February 24, 2022by myles0

11 110 internet connections have been made since the International Committee of the Red Cross (ICRC) and the Zimbabwe Red Cross Society (ZRCS) launched its connectivity service.

The connectivity service is an extension to the existing Restoring Family Links (RFL) service which provides vulnerable communities, particularly refugees and asylum seekers at Tongogara Refugee Camp with free phone calls and other tools to reach relatives they had been separated from due to armed conflict, violence or migration. In 2019, this expanded to include free access to computers and Wi-Fi available in an internet café located within the camp and on the personal devices of individuals who wish to connect and request a voucher.

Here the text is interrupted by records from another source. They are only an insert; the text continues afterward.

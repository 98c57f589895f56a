//! Unified error handling for the server.

use axum::{
    http::StatusCode,
    response::{IntoResponse, Response},
    Json,
};
use cellbox_engine::ErrorKind;
use serde::Serialize;

/// Application error type.
#[derive(Debug, thiserror::Error)]
pub enum AppError {
    #[error("Engine error: {0}")]
    Engine(#[from] cellbox_engine::Error),
}

/// Error response body.
#[derive(Debug, Serialize)]
pub struct ErrorResponse {
    pub error: String,
    #[serde(skip_serializing_if = "Option::is_none")]
    pub details: Option<String>,
}

/// HTTP status for an engine error category.
pub fn status_for(kind: ErrorKind) -> StatusCode {
    match kind {
        ErrorKind::Schema | ErrorKind::Type | ErrorKind::Query => StatusCode::BAD_REQUEST,
        ErrorKind::Precondition => StatusCode::PRECONDITION_FAILED,
        ErrorKind::NotFound => StatusCode::NOT_FOUND,
        ErrorKind::Conflict => StatusCode::CONFLICT,
        ErrorKind::Internal => StatusCode::INTERNAL_SERVER_ERROR,
    }
}

fn category(kind: ErrorKind) -> &'static str {
    match kind {
        ErrorKind::Schema => "schema violation",
        ErrorKind::Type => "type violation",
        ErrorKind::Precondition => "precondition failed",
        ErrorKind::NotFound => "not found",
        ErrorKind::Conflict => "conflict",
        ErrorKind::Query => "invalid query",
        ErrorKind::Internal => "internal error",
    }
}

impl IntoResponse for AppError {
    fn into_response(self) -> Response {
        let (status, error_message, details) = match &self {
            AppError::Engine(e) => {
                let kind = e.kind();
                let status = status_for(kind);
                if kind == ErrorKind::Internal {
                    tracing::error!("Engine fault: {:?}", e);
                } else {
                    tracing::warn!("Engine error: {:?}", e);
                }
                (status, category(kind).to_string(), Some(e.to_string()))
            }
        };

        let body = Json(ErrorResponse {
            error: error_message,
            details,
        });

        (status, body).into_response()
    }
}

/// Result type alias for handlers.
pub type Result<T> = std::result::Result<T, AppError>;
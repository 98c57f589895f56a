//! HTTP route definitions.

mod admin;
mod health;
mod links;
mod records;

use crate::error::{AppError, Result};
use crate::AppState;
use axum::{
    body::Bytes,
    http::{header, HeaderMap},
};
use cellbox_engine::{Error, Page, Precondition};
use serde_json::{json, Value};

/// Create all application routes.
pub fn create_routes() -> axum::Router<AppState> {
    axum::Router::new()
        .merge(health::routes())
        .merge(records::routes())
        .merge(links::routes())
        .merge(admin::routes())
}

/// Wrap a payload in the `{"d": {"results": ...}}` envelope.
fn envelope(results: Value) -> Value {
    json!({ "d": { "results": results } })
}

fn page_envelope(page: Page) -> Value {
    let results: Vec<Value> = page
        .entries
        .into_iter()
        .map(|entry| Value::Object(entry.body))
        .collect();
    let mut d = json!({ "results": results });
    if let Some(count) = page.count {
        d["__count"] = json!(count);
    }
    json!({ "d": d })
}

/// Parse a request body as JSON.
fn json_body(bytes: &Bytes) -> Result<Value> {
    serde_json::from_slice(bytes)
        .map_err(|e| AppError::Engine(Error::InvalidPayload(format!("malformed JSON: {}", e))))
}

/// Precondition from the `If-Match` header.
fn precondition(headers: &HeaderMap) -> Result<Precondition> {
    match headers.get(header::IF_MATCH) {
        None => Ok(Precondition::Unconditional),
        Some(value) => {
            let raw = value.to_str().map_err(|_| {
                AppError::Engine(Error::MalformedPrecondition("non-ASCII If-Match".into()))
            })?;
            Ok(Precondition::from_header(Some(raw)))
        }
    }
}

To ensure the elderly and those with mobility challenges also have access to the RFL service, volunteers conduct weekly visits throughout the camp.

For the first time since the launch of the connectivity service, the number of internet connections (5744) made in 2021 alone, surpassed the number of phone calls (3245) made by those in the camp.

Access to internet is no longer a luxury but a humanitarian need. Adapting to the changing environment and needs of vulnerable communities is crucial in this digital age. Families need to have access to online tools, empowering them to connect and maintain contact with their loved ones beyond the traditional channels offered. It is as much a form of humanitarian assistance as other forms of aid.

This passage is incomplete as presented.